The Can Manufacturers Institute (CMI), Washington, has published the “Aluminum Beverage Can Recycling Primer and Roadmap,” which explains how the aluminum beverage can recycling rate targets that CMI members announced in November 2021 will be achieved. Those target recycling rates are 70 percent by 2030, 80 percent by 2040 and 90 percent by 2050.
The aluminum beverage can is the most recycled beverage container in the United States with a 45 percent recycling rate in 2020, the CMI says. The U.S. aluminum beverage can industry knows improving upon that leading position by achieving these targets will not be easy but would have a significant impact. The CMI says that if the aluminum beverage can recycling rate was 70 percent in 2020, 25.6 billion more cans would have been recycled, generating more than $400 million in revenue for the U.S. recycling system and resulting in energy savings that could power more than 1 million U.S. homes for a year.

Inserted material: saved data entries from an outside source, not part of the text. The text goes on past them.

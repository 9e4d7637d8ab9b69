//! Common test utilities and helpers for integration tests

#![allow(dead_code)]

use std::net::SocketAddr;
use std::sync::atomic::{AtomicUsize, Ordering};
use std::sync::Arc;

use axum::routing::any;
use axum::Router;
use tokio::net::TcpListener;
use tokio::sync::oneshot;

use signon_gate::database::SqliteDatabase;
use signon_gate::ratelimit::{RateLimitConfig, RateLimiterRegistry};
use signon_gate::server::{apply_public_guards, build_router, AppState};

/// Create an in-memory database for testing
pub async fn create_test_database() -> Arc<SqliteDatabase> {
    Arc::new(
        SqliteDatabase::in_memory()
            .await
            .expect("Failed to create test database"),
    )
}

/// Create a test application state with default rate limits
pub async fn create_test_state() -> AppState<SqliteDatabase> {
    create_test_state_with_limits(RateLimitConfig::default()).await
}

/// Create a test application state with a custom rate-limit config
pub async fn create_test_state_with_limits(limits: RateLimitConfig) -> AppState<SqliteDatabase> {
    let database = create_test_database().await;
    let limiter = Arc::new(RateLimiterRegistry::new(limits));
    AppState::new(database, limiter)
}

/// Issue an API key and return its bearer token
pub async fn issue_test_key(state: &AppState<SqliteDatabase>) -> String {
    state
        .keys
        .issue()
        .await
        .expect("Failed to issue test key")
        .token
}

/// Run the admin/health router in the background and return the address
///
/// The server shuts down when the returned sender is dropped or sent.
pub async fn run_test_server(
    state: AppState<SqliteDatabase>,
) -> (SocketAddr, oneshot::Sender<()>) {
    let app = build_router(state);
    spawn_server(app).await
}

/// Run a public route behind the CORS and rate-limit guards
///
/// The inner handler counts every request that actually reaches it, so
/// tests can assert which requests the guard chain short-circuited.
pub async fn run_public_test_server(
    state: AppState<SqliteDatabase>,
) -> (SocketAddr, oneshot::Sender<()>, Arc<AtomicUsize>) {
    let hits = Arc::new(AtomicUsize::new(0));
    let counter = Arc::clone(&hits);

    let inner = Router::new().route(
        "/submit",
        any(move || {
            let counter = Arc::clone(&counter);
            async move {
                counter.fetch_add(1, Ordering::SeqCst);
                "accepted"
            }
        }),
    );

    let app = apply_public_guards(inner, state);
    let (addr, shutdown_tx) = spawn_server(app).await;
    (addr, shutdown_tx, hits)
}

async fn spawn_server(app: Router) -> (SocketAddr, oneshot::Sender<()>) {
    let listener = TcpListener::bind("127.0.0.1:0")
        .await
        .expect("Failed to bind test server");
    let addr = listener.local_addr().expect("Failed to get local address");

    let (shutdown_tx, shutdown_rx) = oneshot::channel();

    tokio::spawn(async move {
        axum::serve(
            listener,
            app.into_make_service_with_connect_info::<SocketAddr>(),
        )
        .with_graceful_shutdown(async move {
            let _ = shutdown_rx.await;
        })
        .await
        .expect("Server error");
    });

    // Give the server a moment to start (100ms is sufficient for slow CI systems)
    tokio::time::sleep(std::time::Duration::from_millis(100)).await;

    (addr, shutdown_tx)
}
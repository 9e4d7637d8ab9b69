//! CORS origin domain models

use serde::{Deserialize, Serialize};

/// The current CORS whitelist, as returned by the admin listing endpoint
#[derive(Debug, Clone, Default, PartialEq, Eq, Serialize, Deserialize)]
pub struct AllowedOrigins {
    /// Literal origin strings, e.g. `https://example.com`
    pub origins: Vec<String>,
}

impl AllowedOrigins {
    /// Wrap a list of origins
    pub fn new(origins: Vec<String>) -> Self {
        Self { origins }
    }
}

“This new report makes clear the opportunity to make progress on our ambitious U.S. aluminum beverage can recycling rate targets, and the steps CMI members are taking in each pillar of action right now to make progress within those pillars,” says CMI Vice President of Sustainability Scott Breen. “We encourage stakeholders to read the report, understand how the targets and their associated economic and environmental benefits can be achieved and join the industry in a collaborative, concerted effort to have more aluminum beverage cans complete their circular journey, which the vast majority of the time is into a new can.”

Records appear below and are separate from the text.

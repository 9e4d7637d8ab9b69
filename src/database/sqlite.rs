//! SQLite implementation of the storage traits
//!
//! This module provides a SQLite-backed implementation of both `KeyStore`
//! and `OriginStore` using rusqlite and tokio-rusqlite for async access.

use async_trait::async_trait;
use chrono::{DateTime, Utc};
use rusqlite::OptionalExtension;
use tokio_rusqlite::Connection;

use super::migrations::CREATE_SCHEMA;
use super::{KeyStore, OriginStore};
use crate::error::DbError;
use crate::models::ApiKeyRecord;

/// SQLite database backing both the key store and the origin store
pub struct SqliteDatabase {
    conn: Connection,
}

impl SqliteDatabase {
    /// Open a SQLite database connection and apply the schema
    ///
    /// Use `:memory:` for an in-memory database or a file path for
    /// persistent storage.
    pub async fn new(path: &str) -> Result<Self, DbError> {
        let conn = Connection::open(path).await?;

        conn.call(|conn| {
            conn.execute_batch(CREATE_SCHEMA)?;
            Ok(())
        })
        .await?;

        Ok(Self { conn })
    }

    /// Create a new in-memory database (useful for testing)
    pub async fn in_memory() -> Result<Self, DbError> {
        Self::new(":memory:").await
    }
}

#[async_trait]
impl KeyStore for SqliteDatabase {
    async fn insert(
        &self,
        id: &str,
        salt: &[u8],
        hash: &[u8],
        created_at: DateTime<Utc>,
    ) -> Result<(), DbError> {
        let id = id.to_string();
        let salt = salt.to_vec();
        let hash = hash.to_vec();
        let created_at = created_at.to_rfc3339();

        self.conn
            .call(move |conn| {
                conn.execute(
                    r#"
                    INSERT INTO api_keys (id, salt, hash, created_at)
                    VALUES (?1, ?2, ?3, ?4)
                    "#,
                    rusqlite::params![id, salt, hash, created_at],
                )?;
                Ok(())
            })
            .await?;

        Ok(())
    }

    async fn fetch(&self, id: &str) -> Result<Option<ApiKeyRecord>, DbError> {
        let id = id.to_string();

        self.conn
            .call(move |conn| {
                let mut stmt = conn.prepare(
                    r#"
                    SELECT id, salt, hash, created_at, last_used_at
                    FROM api_keys
                    WHERE id = ?1
                    "#,
                )?;

                let record = stmt
                    .query_row([&id], |row| {
                        Ok(ApiKeyRecord {
                            id: row.get(0)?,
                            salt: row.get(1)?,
                            hash: row.get(2)?,
                            created_at: parse_datetime(row.get::<_, Option<String>>(3)?)
                                .unwrap_or_else(Utc::now),
                            last_used_at: parse_datetime(row.get::<_, Option<String>>(4)?),
                        })
                    })
                    .optional()?;

                Ok(record)
            })
            .await
            .map_err(Into::into)
    }

    async fn delete(&self, id: &str) -> Result<bool, DbError> {
        let id = id.to_string();

        let rows_affected = self
            .conn
            .call(move |conn| {
                let count = conn.execute("DELETE FROM api_keys WHERE id = ?1", [&id])?;
                Ok(count)
            })
            .await?;

        Ok(rows_affected > 0)
    }

    async fn count(&self) -> Result<u64, DbError> {
        self.conn
            .call(|conn| {
                let count: i64 =
                    conn.query_row("SELECT COUNT(*) FROM api_keys", [], |row| row.get(0))?;
                Ok(count as u64)
            })
            .await
            .map_err(Into::into)
    }

    async fn list(&self) -> Result<Vec<ApiKeyRecord>, DbError> {
        self.conn
            .call(|conn| {
                let mut stmt = conn.prepare(
                    r#"
                    SELECT id, salt, hash, created_at, last_used_at
                    FROM api_keys
                    ORDER BY created_at DESC
                    "#,
                )?;

                let records = stmt
                    .query_map([], |row| {
                        Ok(ApiKeyRecord {
                            id: row.get(0)?,
                            salt: row.get(1)?,
                            hash: row.get(2)?,
                            created_at: parse_datetime(row.get::<_, Option<String>>(3)?)
                                .unwrap_or_else(Utc::now),
                            last_used_at: parse_datetime(row.get::<_, Option<String>>(4)?),
                        })
                    })?
                    .collect::<Result<Vec<_>, _>>()?;

                Ok(records)
            })
            .await
            .map_err(Into::into)
    }

    async fn touch(&self, id: &str, at: DateTime<Utc>) -> Result<(), DbError> {
        let id = id.to_string();
        let at = at.to_rfc3339();

        self.conn
            .call(move |conn| {
                conn.execute(
                    "UPDATE api_keys SET last_used_at = ?1 WHERE id = ?2",
                    rusqlite::params![at, id],
                )?;
                Ok(())
            })
            .await?;

        Ok(())
    }
}

#[async_trait]
impl OriginStore for SqliteDatabase {
    async fn list(&self) -> Result<Vec<String>, DbError> {
        self.conn
            .call(|conn| {
                let mut stmt =
                    conn.prepare("SELECT origin FROM cors_origins ORDER BY origin ASC")?;

                let origins = stmt
                    .query_map([], |row| row.get::<_, String>(0))?
                    .collect::<Result<Vec<_>, _>>()?;

                Ok(origins)
            })
            .await
            .map_err(Into::into)
    }

    async fn replace_all(&self, origins: &[String]) -> Result<(), DbError> {
        let origins = origins.to_vec();
        let now = Utc::now().to_rfc3339();

        self.conn
            .call(move |conn| {
                let tx = conn.transaction()?;
                tx.execute("DELETE FROM cors_origins", [])?;
                for origin in &origins {
                    tx.execute(
                        "INSERT OR REPLACE INTO cors_origins (origin, created_at) VALUES (?1, ?2)",
                        rusqlite::params![origin, now],
                    )?;
                }
                tx.commit()?;
                Ok(())
            })
            .await?;

        Ok(())
    }

    async fn count(&self) -> Result<u64, DbError> {
        self.conn
            .call(|conn| {
                let count: i64 =
                    conn.query_row("SELECT COUNT(*) FROM cors_origins", [], |row| row.get(0))?;
                Ok(count as u64)
            })
            .await
            .map_err(Into::into)
    }

    async fn add(&self, origin: &str, created_at: DateTime<Utc>) -> Result<(), DbError> {
        let origin = origin.to_string();
        let created_at = created_at.to_rfc3339();

        self.conn
            .call(move |conn| {
                conn.execute(
                    r#"
                    INSERT INTO cors_origins (origin, created_at) VALUES (?1, ?2)
                    ON CONFLICT(origin) DO UPDATE SET created_at = ?2
                    "#,
                    rusqlite::params![origin, created_at],
                )?;
                Ok(())
            })
            .await?;

        Ok(())
    }

    async fn remove(&self, origin: &str) -> Result<bool, DbError> {
        let origin = origin.to_string();

        let rows_affected = self
            .conn
            .call(move |conn| {
                let count = conn.execute("DELETE FROM cors_origins WHERE origin = ?1", [&origin])?;
                Ok(count)
            })
            .await?;

        Ok(rows_affected > 0)
    }

    async fn contains(&self, origin: &str) -> Result<bool, DbError> {
        let origin = origin.to_string();

        self.conn
            .call(move |conn| {
                let count: i64 = conn.query_row(
                    "SELECT COUNT(*) FROM cors_origins WHERE origin = ?1",
                    [&origin],
                    |row| row.get(0),
                )?;
                Ok(count > 0)
            })
            .await
            .map_err(Into::into)
    }
}

/// Parse an optional RFC 3339 timestamp column
fn parse_datetime(s: Option<String>) -> Option<DateTime<Utc>> {
    s.and_then(|s| {
        DateTime::parse_from_rfc3339(&s)
            .ok()
            .map(|dt| dt.with_timezone(&Utc))
    })
}

#[cfg(test)]
mod tests {
    use super::*;

    async fn db() -> SqliteDatabase {
        SqliteDatabase::in_memory().await.unwrap()
    }

    // Test 1: insert then fetch round-trips a key record
    #[tokio::test]
    async fn test_key_insert_and_fetch() {
        let db = db().await;
        let created_at = Utc::now();

        KeyStore::insert(&db, "key1", &[1, 2, 3], &[4, 5, 6], created_at)
            .await
            .unwrap();

        let record = db.fetch("key1").await.unwrap().unwrap();
        assert_eq!(record.id, "key1");
        assert_eq!(record.salt, vec![1, 2, 3]);
        assert_eq!(record.hash, vec![4, 5, 6]);
        assert!(record.last_used_at.is_none());
    }

    // Test 2: fetch on an unknown id is None, not an error
    #[tokio::test]
    async fn test_key_fetch_unknown() {
        let db = db().await;
        assert!(db.fetch("missing").await.unwrap().is_none());
    }

    // Test 3: duplicate key id violates the primary key
    #[tokio::test]
    async fn test_key_insert_duplicate_fails() {
        let db = db().await;
        let now = Utc::now();

        KeyStore::insert(&db, "dup", &[1], &[2], now).await.unwrap();
        let result = KeyStore::insert(&db, "dup", &[3], &[4], now).await;
        assert!(matches!(result, Err(DbError::Sqlite(_))));
    }

    // Test 4: delete reports whether the record existed
    #[tokio::test]
    async fn test_key_delete() {
        let db = db().await;
        KeyStore::insert(&db, "key1", &[1], &[2], Utc::now())
            .await
            .unwrap();

        assert!(KeyStore::delete(&db, "key1").await.unwrap());
        assert!(!KeyStore::delete(&db, "key1").await.unwrap());
        assert!(db.fetch("key1").await.unwrap().is_none());
    }

    // Test 5: count and list follow inserts
    #[tokio::test]
    async fn test_key_count_and_list() {
        let db = db().await;
        assert_eq!(KeyStore::count(&db).await.unwrap(), 0);

        KeyStore::insert(&db, "a", &[1], &[2], Utc::now())
            .await
            .unwrap();
        KeyStore::insert(&db, "b", &[3], &[4], Utc::now())
            .await
            .unwrap();

        assert_eq!(KeyStore::count(&db).await.unwrap(), 2);
        let records = KeyStore::list(&db).await.unwrap();
        assert_eq!(records.len(), 2);
    }

    // Test 6: touch updates last_used_at
    #[tokio::test]
    async fn test_key_touch() {
        let db = db().await;
        KeyStore::insert(&db, "key1", &[1], &[2], Utc::now())
            .await
            .unwrap();

        let used_at = Utc::now();
        db.touch("key1", used_at).await.unwrap();

        let record = db.fetch("key1").await.unwrap().unwrap();
        let stored = record.last_used_at.unwrap();
        assert!((stored - used_at).num_seconds().abs() < 2);
    }

    // Test 7: origin add, contains, list
    #[tokio::test]
    async fn test_origin_add_and_contains() {
        let db = db().await;

        db.add("https://example.com", Utc::now()).await.unwrap();
        db.add("https://other.test", Utc::now()).await.unwrap();

        assert!(db.contains("https://example.com").await.unwrap());
        assert!(!db.contains("https://unknown.test").await.unwrap());

        let origins = OriginStore::list(&db).await.unwrap();
        assert_eq!(origins.len(), 2);
        // Ordered by origin ASC
        assert_eq!(origins[0], "https://example.com");
    }

    // Test 8: add is an upsert, not a duplicate insert
    #[tokio::test]
    async fn test_origin_add_is_upsert() {
        let db = db().await;

        db.add("https://example.com", Utc::now()).await.unwrap();
        db.add("https://example.com", Utc::now()).await.unwrap();

        assert_eq!(OriginStore::count(&db).await.unwrap(), 1);
    }

    // Test 9: remove reports whether the origin existed
    #[tokio::test]
    async fn test_origin_remove() {
        let db = db().await;
        db.add("https://example.com", Utc::now()).await.unwrap();

        assert!(db.remove("https://example.com").await.unwrap());
        assert!(!db.remove("https://example.com").await.unwrap());
    }

    // Test 10: replace_all swaps the whole whitelist atomically
    #[tokio::test]
    async fn test_origin_replace_all() {
        let db = db().await;
        db.add("https://old.test", Utc::now()).await.unwrap();

        db.replace_all(&[
            "https://new-a.test".to_string(),
            "https://new-b.test".to_string(),
        ])
        .await
        .unwrap();

        let origins = OriginStore::list(&db).await.unwrap();
        assert_eq!(origins, vec!["https://new-a.test", "https://new-b.test"]);
        assert!(!db.contains("https://old.test").await.unwrap());
    }

    // Test 11: origin matching is exact and case sensitive
    #[tokio::test]
    async fn test_origin_contains_case_sensitive() {
        let db = db().await;
        db.add("https://Example.com", Utc::now()).await.unwrap();

        assert!(db.contains("https://Example.com").await.unwrap());
        assert!(!db.contains("https://example.com").await.unwrap());
    }
}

The CMI has outlined four pillars of action to increase the used beverage can (UBC) recycling rate, and the report provides additional details on how these targets will be achieved:
- Catalyze the passage and implementation of well-designed deposit systems at the state and federal levels.
- Increase and improve household and away-from-home recycling.
- Ensure that more cans are properly sorted at recycling centers.
- Increase consumer understanding of the importance of aluminum can recycling and the ability to collect and sell used beverage cans for cash.
The report also provides new data on the potential impact of certain pillars, the CMI says. For example, if the U.S. had a national deposit system with recycling rates similar to a state such as Michigan, where there is a 10-cent deposit, an additional 50 billion UBCs would be redeemed through the deposit system and ultimately recycled. This pillar would have the greatest potential impact and would allow the industry to quickly reach its goals, the CMI says, which is why CMI is aggressively pushing for new, well-designed deposit systems.
The CMI worked with Reloop and the U.S. Public Interest Group on a list of principles for such a system. They include using a single entity to manage the system that must meet performance targets, applying appropriate deposit values to avoid market distortion and catalyze high recycling rates, using unredeemed deposits to enhance the recycling system, including all beverage types and containers with only minimal exemptions allowed, providing easy and convenient redemption, ensuring fees vary by material type based on environmental impacts and market values and using technology and clear labeling to reduce fraud and unfairness.
The CMI says in its report that the aluminum can industry will advocate in key states where a relatively substantial number of cans are lost to landfill and the politics are favorable for instituting a deposit return system, citing Illinois, Florida, Georgia, New Jersey, North Carolina, Ohio, Pennsylvania, Texas and Virgina.
CMI modeling also finds that 23 billion additional aluminum beverage cans could be captured from U.S. households if they all had automatic, cart-based curbside recycling service with robust education. This number was calculated using data from The Recycling Partnership. (CMI was a founding member of what ultimately became The Recycling Partnership and continues general support of the organization.)
To improve away-from-home recycling, in the report, the CMI says it will pilot educating people at event venues on the importance of can recycling. Examples of tactics to be used in the pilot include using see-through iron cages that spell out a word or form a design as they fill up and using receptacles to vote on a topic by putting a can in a certain place. CMI says it will prioritize funding this pilot at a venue that is no longer selling beverages in single-use plastic bottles, adding that the tactics are inspired by Every Can Counts, an initiative that started in Europe and recently spread to Brazil.
If sorting was improved at material recovery facilities (MRFs), an estimated 3.5 billion additional aluminum beverage cans could be collected for recycling, CMI says. The organization issued a report in 2020 finding that up to 1 in 4 UBCs are missorted at MRFs. Last year, with the financial support of Ardagh Metal Packaging and Crown Holdings and in conjunction with The Recycling Partnership, grants were awarded to five MRFs for can capture equipment that will enable the capture of 71 million aluminum beverage cans per year. Ardagh and Crown are continuing to fund activities through CMI to catalyze additional can capture equipment in MRFs, including testing at MRFs of exactly how many cans are being missorted and developing a return on investment (ROI) calculator that was published online for any MRF to use at no cost to determine the ROI of investing in can capture equipment in its facility.
CMI members supporting the targets and financing the activities detailed in the roadmap are aluminum beverage can manufacturers Ardagh Metal Packaging, Canpack, Crown Holdings and Envases; and aluminum can sheet suppliers Constellium, Kaiser Aluminum, Novelis and Tri-Arrows Aluminum.